London Street Brasserie
Riverside Oracle, 2-4 London Street, Reading (0118 950 5036)
Located in one of Reading's old listed buildings, this award-winning restaurant serves a worldwide range of dishes plus bistro favourites.

Le Manoir aux Quat' Saisons
Church Road, Great Milton, Oxford
(01844 278881)
Raymond Blanc's delicious cooking has made this country house the ultimate location for romantic foodies.
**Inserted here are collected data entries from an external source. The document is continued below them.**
use flora_bouquet::{FrameReport, InstanceId, MeshRenderer, RenderError};
use flora_core::{MeshBuffer, Placement};
use glam::Vec3;
use std::collections::BTreeMap;
use std::fmt::Write;
use std::time::Duration;

/// What the renderer holds for one flower.
#[derive(Debug, Clone, Copy)]
struct Slot {
    vertices: usize,
    triangles: usize,
    min: Vec3,
    max: Vec3,
    placement: Placement,
}

impl Slot {
    fn new(mesh: &MeshBuffer, placement: Placement) -> Self {
        let (min, max) = local_bounds(mesh);
        Self {
            vertices: mesh.vertex_count(),
            triangles: mesh.triangle_count(),
            min,
            max,
            placement,
        }
    }

    fn world_bounds(&self) -> (Vec3, Vec3) {
        let mut lo = Vec3::splat(f32::INFINITY);
        let mut hi = Vec3::splat(f32::NEG_INFINITY);
        for corner in 0..8 {
            let p = Vec3::new(
                if corner & 1 == 0 { self.min.x } else { self.max.x },
                if corner & 2 == 0 { self.min.y } else { self.max.y },
                if corner & 4 == 0 { self.min.z } else { self.max.z },
            );
            let w = self.placement.transform_point(p);
            lo = lo.min(w);
            hi = hi.max(w);
        }
        (lo, hi)
    }
}

fn local_bounds(mesh: &MeshBuffer) -> (Vec3, Vec3) {
    mesh.positions.iter().fold(
        (Vec3::splat(f32::INFINITY), Vec3::splat(f32::NEG_INFINITY)),
        |(lo, hi), p| {
            let v = Vec3::from(*p);
            (lo.min(v), hi.max(v))
        },
    )
}

/// Headless renderer that only counts what it is asked to do.
#[derive(Debug, Default)]
pub struct StatsRenderer {
    slots: BTreeMap<InstanceId, Slot>,
    registrations: u64,
    mesh_updates: u64,
    transform_updates: u64,
    disposals: u64,
    particle_updates: u64,
    bytes_uploaded: u64,
}

fn mesh_bytes(mesh: &MeshBuffer) -> u64 {
    let attributes = mesh.vertex_count() * 3 * 3 * std::mem::size_of::<f32>();
    let indices = mesh.indices.len() * std::mem::size_of::<u32>();
    (attributes + indices) as u64
}

impl MeshRenderer for StatsRenderer {
    fn is_ready(&self) -> bool {
        true
    }

    fn register_mesh(
        &mut self,
        id: InstanceId,
        mesh: &MeshBuffer,
        placement: &Placement,
    ) -> Result<(), RenderError> {
        mesh.validate()
            .map_err(|e| RenderError::Rejected(e.to_string()))?;
        self.slots.insert(id, Slot::new(mesh, *placement));
        self.registrations += 1;
        self.bytes_uploaded += mesh_bytes(mesh);
        Ok(())
    }

    fn update_mesh(&mut self, id: InstanceId, mesh: &MeshBuffer) -> Result<(), RenderError> {
        let slot = self.slots.get_mut(&id).ok_or(RenderError::UnknownInstance(id))?;
        *slot = Slot::new(mesh, slot.placement);
        self.mesh_updates += 1;
        self.bytes_uploaded += mesh_bytes(mesh);
        Ok(())
    }

    fn update_transform(&mut self, id: InstanceId, placement: &Placement) -> Result<(), RenderError> {
        let slot = self.slots.get_mut(&id).ok_or(RenderError::UnknownInstance(id))?;
        slot.placement = *placement;
        self.transform_updates += 1;
        Ok(())
    }

    fn dispose_mesh(&mut self, id: InstanceId) -> Result<(), RenderError> {
        self.slots.remove(&id).ok_or(RenderError::UnknownInstance(id))?;
        self.disposals += 1;
        Ok(())
    }

    fn update_particles(&mut self, _positions: &[[f32; 3]], _colors: &[[f32; 3]]) {
        self.particle_updates += 1;
    }
}

impl StatsRenderer {
    /// Bounds of every live flower in world space.
    pub fn scene_bounds(&self) -> Option<(Vec3, Vec3)> {
        self.slots.values().map(Slot::world_bounds).reduce(|(alo, ahi), (blo, bhi)| {
            (alo.min(blo), ahi.max(bhi))
        })
    }

    /// Human-readable run summary. `ticks` counts frames in which the
    /// animation clock advanced.
    pub fn summary(&self, last: &FrameReport, frames: u64, ticks: u64, elapsed: Duration) -> String {
        let mut out = String::new();
        let fps = if elapsed.as_secs_f64() > 0.0 {
            frames as f64 / elapsed.as_secs_f64()
        } else {
            0.0
        };
        let _ = writeln!(out, "frames:        {frames} ({fps:.1} fps, {elapsed:.2?})");
        let _ = writeln!(out, "time:          {:.3} ({ticks} animated frames)", last.time);
        let _ = writeln!(out, "vertices:      {}", last.vertices);
        let _ = writeln!(out, "triangles:     {}", last.triangles);
        let _ = writeln!(
            out,
            "renderer:      {} registered, {} updates, {} transforms, {} disposed, {} particle frames",
            self.registrations,
            self.mesh_updates,
            self.transform_updates,
            self.disposals,
            self.particle_updates
        );
        let _ = writeln!(out, "uploaded:      {:.1} MiB", self.bytes_uploaded as f64 / (1024.0 * 1024.0));
        for (id, slot) in &self.slots {
            let _ = writeln!(
                out,
                "  flower {id}: {} vertices, {} triangles",
                slot.vertices, slot.triangles
            );
        }
        if let Some((lo, hi)) = self.scene_bounds() {
            let _ = write!(out, "bounds:        {lo:.1} .. {hi:.1}");
        }
        out
    }
}

#[cfg(test)]
mod tests {
    use super::*;
    use flora_core::{build_mesh, ColorGradient, ParameterSet};

    #[test]
    fn test_counts_and_bounds() {
        let mesh = build_mesh(10, 200, 0.0, &ParameterSet::default(), &ColorGradient::default());
        let mut renderer = StatsRenderer::default();
        let placement = Placement { translation: Vec3::new(100.0, 0.0, 0.0), ..Default::default() };
        renderer.register_mesh(InstanceId(0), &mesh, &placement).unwrap();
        renderer.update_mesh(InstanceId(0), &mesh).unwrap();
        assert!(renderer.update_mesh(InstanceId(9), &mesh).is_err());

        let (lo, hi) = renderer.scene_bounds().unwrap();
        assert!(lo.x <= hi.x);
        assert!((lo.x + hi.x) / 2.0 > 50.0);

        renderer.dispose_mesh(InstanceId(0)).unwrap();
        assert!(renderer.scene_bounds().is_none());
        assert_eq!(renderer.registrations, 1);
        assert_eq!(renderer.mesh_updates, 1);
    }

    #[test]
    fn test_summary_reports_paused_frames() {
        let renderer = StatsRenderer::default();
        let last = FrameReport { time: 0.8, ..Default::default() };
        let text = renderer.summary(&last, 60, 50, Duration::from_secs(1));
        assert!(text.contains("frames:        60 (60.0 fps"));
        assert!(text.contains("time:          0.800 (50 animated frames)"));
    }
}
Book ahead and prepare for some serious pleasure.

London

Chez Bruce
2 Bellevue Road, Wandsworth, SW17 (020 8672 0114)
The best ingredients, simply prepared by chef Bruce Poole and served with an admirable lack of pretension and stuffiness.

Gordon Ramsay
68 Royal Hospital Road, SW3 (020 7352 4441)
This restaurant showcases the reason why Ramsay is Britain's most famous chef: pure classical perfection from start to finish. And a bill to match.

Moro
34-36 Exmouth Market, EC1 (020 7833 8336)
Mouth-watering cuisine that stays faithful to its Spanish/North African inspirations.

St John Bread and Wine
94-96 Commercial Street, E1
(020 7247 8724)
Baby brother to the original St John but no less gutsy.

The Ivy
1 West Street, WC2 (020 7836 4751)
The celeb quotient obscures The Ivy's real virtues: delicious, straightforward brasserie-style food and exemplary service.

River Café
Thames Wharf, Rainville Road, W6 (020 7386 4200)
Great atmosphere with stylish, Italian food and there's usually a celebrity to gawp at.